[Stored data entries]
—————

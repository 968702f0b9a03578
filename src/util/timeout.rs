//! Per-call execution-time budget.

use std::future::Future;
use std::time::Duration;

use crate::error::{Result, TychoError};

/// Race a future against a deadline.
///
/// Exceeding the budget yields [`TychoError::Timeout`], which the retry
/// policy treats as terminal.
pub async fn with_timeout<T>(
    duration: Duration,
    future: impl Future<Output = Result<T>>,
) -> Result<T> {
    match tokio::time::timeout(duration, future).await {
        Ok(result) => result,
        Err(_) => Err(TychoError::Timeout(duration.as_millis() as u64)),
    }
}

—————

## EXERCISE AIM
Set all of the data down again exactly.

## WORKED SOLUTION
repository 968702f0b9a03578
filename src/util/timeout.rs
//! Per-call execution-time budget.

use std::future::Future;
use std::time::Duration;

use crate::error::{Result, TychoError};

/// Race a future against a deadline.
///
/// Exceeding the budget yields [`TychoError::Timeout`], which the retry
/// policy treats as terminal.
pub async fn with_timeout<T>(
    duration: Duration,
    future: impl Future<Output = Result<T>>,
) -> Result<T> {
    match tokio::time::timeout(duration, future).await {
        Ok(result) => result,
        Err(_) => Err(TychoError::Timeout(duration.as_millis() as u64)),
    }
}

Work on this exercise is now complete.